L'Obs

Pour Perros, c’est Noël

CORRESPOND­ANCES, PAR BERNARD NOËL ET GEORGES PERROS, PRÉFACE D’HERVÉ CARN, ÉDITIONS UNES, 120 P., 29 EUROS.

- JÉRÔME GARCIN

Les correspond­ances profuses de Georges Perros (photo à droite) avec Gérard et Anne Philipe, Jean Grenier, Michel Butor, Jean Paulhan et tant d’autres sont étincelant­es d’intelligen­ce, de vivacité, d’humour noir, mais elles sont d’abord des autoportra­its sur le vif. Plus encore que dans ses trois volumes de « Papiers collés », c’est dans les lettres qu’il se confie et se dévoile. Qu’il donne des perspectiv­es et un horizon à sa « vie ordinaire ». Que l’ensauvagé de Douarnenez cultive ses amitiés littéraire­s et donne de ses nouvelles, toujours râleuses, à SaintGerma­in-des-Prés.

Ses échanges avec Bernard Noël (photo à gauche) débutent en 1960. Les deux jeunes poètes ne se connaissen­t pas, mais se reconnaiss­ent aussitôt. Noël, qui vient de publier son premier livre, « Extraits du corps », écrit à Perros après avoir lu les « Papiers collés ». Il en aime le refus de toute « tricherie ». Il cite, pour définir son auteur, le mot de Benjamin Constant à Mme de Récamier : « Je suis destiné à vous éclairer en me consumant. » Leur amitié épistolair­e durera jusqu’au moment où l’auteur aphone de « l’Ardoise magique » succombera, en 1978, à un cancer du larynx.

Pendant toutes ces années, dans le miroir que lui tend fraternell­ement Bernard Noël, Georges Perros se ressemble.

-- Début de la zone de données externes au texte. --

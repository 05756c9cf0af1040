//! Assembles the flat task list into one tree per project.
//!
//! The store hands us tasks with parent pointers and a `child_order`; this
//! module turns them into rooted trees with the mode derived once per node.
//! Any structural defect (dangling parent, cross-project parent, parent
//! cycle, unknown project) aborts the whole run before a single mutation is
//! computed: a partial tree must never produce partial due-date changes.

use crate::config::UpdaterConfig;
use crate::model::{Mode, Snapshot};
use log::debug;
use std::collections::{HashMap, HashSet};
use thiserror::Error;

/// Structural defect in the fetched data. Always fatal for the run.
#[derive(Debug, Error, PartialEq, Eq)]
pub enum TreeError {
    /// A task's parent pointer names no task in the same project.
    #[error("task {task_id} references missing parent {parent_id}")]
    DanglingParent { task_id: String, parent_id: String },
    /// A task's parent chain loops back on itself.
    #[error("task {task_id} sits on a cyclic parent chain")]
    ParentCycle { task_id: String },
    /// A task names a project that does not exist.
    #[error("task {task_id} references missing project {project_id}")]
    UnknownProject { task_id: String, project_id: String },
}

/// One task in a built tree. Indices point into `Snapshot::tasks`.
#[derive(Debug)]
pub struct TaskNode {
    /// Index of the task in the snapshot.
    pub task: usize,
    /// Mode derived from the task name, computed once here.
    pub mode: Mode,
    /// Children in store order.
    pub children: Vec<TaskNode>,
}

/// One project's task tree. The index points into `Snapshot::projects`.
#[derive(Debug)]
pub struct ProjectTree {
    /// Index of the project in the snapshot.
    pub project: usize,
    /// Mode derived from the project name.
    pub mode: Mode,
    /// Top-level tasks in store order.
    pub roots: Vec<TaskNode>,
}

/// Build the forest of non-archived project trees.
///
/// Validates every parent and project reference in the snapshot first, even
/// for archived projects, so stale data is rejected up front.
pub fn build_forest(
    snapshot: &Snapshot,
    config: &UpdaterConfig,
) -> Result<Vec<ProjectTree>, TreeError> {
    let project_index: HashMap<&str, usize> = snapshot
        .projects
        .iter()
        .enumerate()
        .map(|(idx, p)| (p.id.as_str(), idx))
        .collect();
    let task_index: HashMap<&str, usize> = snapshot
        .tasks
        .iter()
        .enumerate()
        .map(|(idx, t)| (t.id.as_str(), idx))
        .collect();

    validate_references(snapshot, &project_index, &task_index)?;

    // Group children by parent id and top-level tasks by project id,
    // keeping the store's sibling order.
    let mut children: HashMap<&str, Vec<usize>> = HashMap::new();
    let mut top_level: HashMap<&str, Vec<usize>> = HashMap::new();
    for (idx, task) in snapshot.tasks.iter().enumerate() {
        match task.parent_id.as_deref() {
            Some(parent_id) => children.entry(parent_id).or_default().push(idx),
            None => top_level
                .entry(task.project_id.as_str())
                .or_default()
                .push(idx),
        }
    }
    for siblings in children.values_mut().chain(top_level.values_mut()) {
        siblings.sort_by_key(|&idx| {
            let task = &snapshot.tasks[idx];
            (task.child_order, task.id.as_str())
        });
    }

    let mut forest = Vec::new();
    for (project_idx, project) in snapshot.projects.iter().enumerate() {
        if project.is_archived {
            debug!("project {} is archived, skipping", project.name);
            continue;
        }
        let mode = config.mode_of(&project.name);
        let roots = top_level
            .get(project.id.as_str())
            .map(|indices| {
                indices
                    .iter()
                    .map(|&idx| build_node(idx, snapshot, config, &children))
                    .collect()
            })
            .unwrap_or_default();
        debug!("project {}: mode {:?}", project.name, mode);
        forest.push(ProjectTree {
            project: project_idx,
            mode,
            roots,
        });
    }
    Ok(forest)
}

fn build_node(
    idx: usize,
    snapshot: &Snapshot,
    config: &UpdaterConfig,
    children: &HashMap<&str, Vec<usize>>,
) -> TaskNode {
    let task = &snapshot.tasks[idx];
    let nodes = children
        .get(task.id.as_str())
        .map(|indices| {
            indices
                .iter()
                .map(|&child| build_node(child, snapshot, config, children))
                .collect()
        })
        .unwrap_or_default();
    TaskNode {
        task: idx,
        mode: config.mode_of(&task.content),
        children: nodes,
    }
}

/// Reject dangling parents, cross-project parents, unknown projects and
/// cyclic parent chains.
fn validate_references(
    snapshot: &Snapshot,
    project_index: &HashMap<&str, usize>,
    task_index: &HashMap<&str, usize>,
) -> Result<(), TreeError> {
    for task in &snapshot.tasks {
        if !project_index.contains_key(task.project_id.as_str()) {
            return Err(TreeError::UnknownProject {
                task_id: task.id.clone(),
                project_id: task.project_id.clone(),
            });
        }
        let mut seen: HashSet<&str> = HashSet::new();
        seen.insert(task.id.as_str());
        let mut current = task;
        while let Some(parent_id) = current.parent_id.as_deref() {
            let parent = match task_index.get(parent_id) {
                Some(&idx) => &snapshot.tasks[idx],
                None => {
                    return Err(TreeError::DanglingParent {
                        task_id: current.id.clone(),
                        parent_id: parent_id.to_string(),
                    });
                }
            };
            // A parent in another project means the fetch was stale or
            // partial; treat it like a dangling reference.
            if parent.project_id != current.project_id {
                return Err(TreeError::DanglingParent {
                    task_id: current.id.clone(),
                    parent_id: parent_id.to_string(),
                });
            }
            if !seen.insert(parent_id) {
                return Err(TreeError::ParentCycle {
                    task_id: task.id.clone(),
                });
            }
            current = parent;
        }
    }
    Ok(())
}

#[cfg(test)]
mod tests {
    use super::*;
    use crate::model::{Project, Task};

    fn project(id: &str, name: &str) -> Project {
        Project {
            id: id.to_string(),
            name: name.to_string(),
            child_order: 0,
            is_archived: false,
        }
    }

    fn task(id: &str, content: &str, parent: Option<&str>, order: i64) -> Task {
        Task {
            id: id.to_string(),
            content: content.to_string(),
            project_id: "p1".to_string(),
            parent_id: parent.map(str::to_string),
            child_order: order,
            due: None,
            checked: false,
            labels: vec![],
        }
    }

    #[test]
    fn test_builds_ordered_tree() {
        let snapshot = Snapshot {
            projects: vec![project("p1", "Home (-)")],
            tasks: vec![
                task("b", "Second", None, 2),
                task("a", "First (=)", None, 1),
                task("a2", "Child two", Some("a"), 2),
                task("a1", "Child one", Some("a"), 1),
            ],
        };
        let forest = build_forest(&snapshot, &UpdaterConfig::default()).unwrap();
        assert_eq!(forest.len(), 1);
        let tree = &forest[0];
        assert_eq!(tree.mode, Mode::Serial);
        let root_ids: Vec<&str> = tree
            .roots
            .iter()
            .map(|n| snapshot.tasks[n.task].id.as_str())
            .collect();
        assert_eq!(root_ids, vec!["a", "b"]);
        assert_eq!(tree.roots[0].mode, Mode::Parallel);
        let child_ids: Vec<&str> = tree.roots[0]
            .children
            .iter()
            .map(|n| snapshot.tasks[n.task].id.as_str())
            .collect();
        assert_eq!(child_ids, vec!["a1", "a2"]);
    }

    #[test]
    fn test_archived_project_is_skipped() {
        let mut archived = project("p1", "Old stuff");
        archived.is_archived = true;
        let snapshot = Snapshot {
            projects: vec![archived],
            tasks: vec![task("t", "Task", None, 1)],
        };
        let forest = build_forest(&snapshot, &UpdaterConfig::default()).unwrap();
        assert!(forest.is_empty());
    }

    #[test]
    fn test_dangling_parent_is_fatal() {
        let snapshot = Snapshot {
            projects: vec![project("p1", "Home")],
            tasks: vec![task("t", "Task", Some("ghost"), 1)],
        };
        let err = build_forest(&snapshot, &UpdaterConfig::default()).unwrap_err();
        assert_eq!(
            err,
            TreeError::DanglingParent {
                task_id: "t".to_string(),
                parent_id: "ghost".to_string(),
            }
        );
    }

    #[test]
    fn test_parent_cycle_is_fatal() {
        let snapshot = Snapshot {
            projects: vec![project("p1", "Home")],
            tasks: vec![
                task("x", "One", Some("y"), 1),
                task("y", "Two", Some("x"), 2),
            ],
        };
        let err = build_forest(&snapshot, &UpdaterConfig::default()).unwrap_err();
        assert!(matches!(err, TreeError::ParentCycle { .. }));
    }

    #[test]
    fn test_unknown_project_is_fatal() {
        let mut stray = task("t", "Task", None, 1);
        stray.project_id = "nope".to_string();
        let snapshot = Snapshot {
            projects: vec![project("p1", "Home")],
            tasks: vec![stray],
        };
        let err = build_forest(&snapshot, &UpdaterConfig::default()).unwrap_err();
        assert_eq!(
            err,
            TreeError::UnknownProject {
                task_id: "t".to_string(),
                project_id: "nope".to_string(),
            }
        );
    }

    #[test]
    fn test_cross_project_parent_is_dangling() {
        let mut other = task("o", "Other", None, 1);
        other.project_id = "p2".to_string();
        let snapshot = Snapshot {
            projects: vec![project("p1", "Home"), project("p2", "Work")],
            tasks: vec![other, task("t", "Task", Some("o"), 1)],
        };
        let err = build_forest(&snapshot, &UpdaterConfig::default()).unwrap_err();
        assert!(matches!(err, TreeError::DanglingParent { .. }));
    }
}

Il explique sa méthode d’écrivain-notulier : « J’agis comme un photograph­e qui jetterait tous les soirs sa pellicule maculée dans une caisse en se promettant de la développer plus tard. » Il prodigue des conseils à son cadet de sept ans : « Relis Artaud, du Bossuet retourné ! » La mer bretonne le rassure : « Je n’y vais pas, elle est là, très suffisant. » Il se refuse au monde : « Je tiens la solitude pour l’évidence, la nécessité, notre seule chance d’appréhensi­on de ce qu’on cherche, quand on cherche. » Il entre dans la maladie en écoutant Haydn à la radio et lisant les lettres de Kleist. Et, quatre mois avant de mourir, alors qu’il souffre le martyre en stoïcien, il a l’esprit de s’inquiéter des « ennuis dorsaux » de son correspond­ant : « Rien de grave, j’espère, dites-moi. » Quelle grandeur.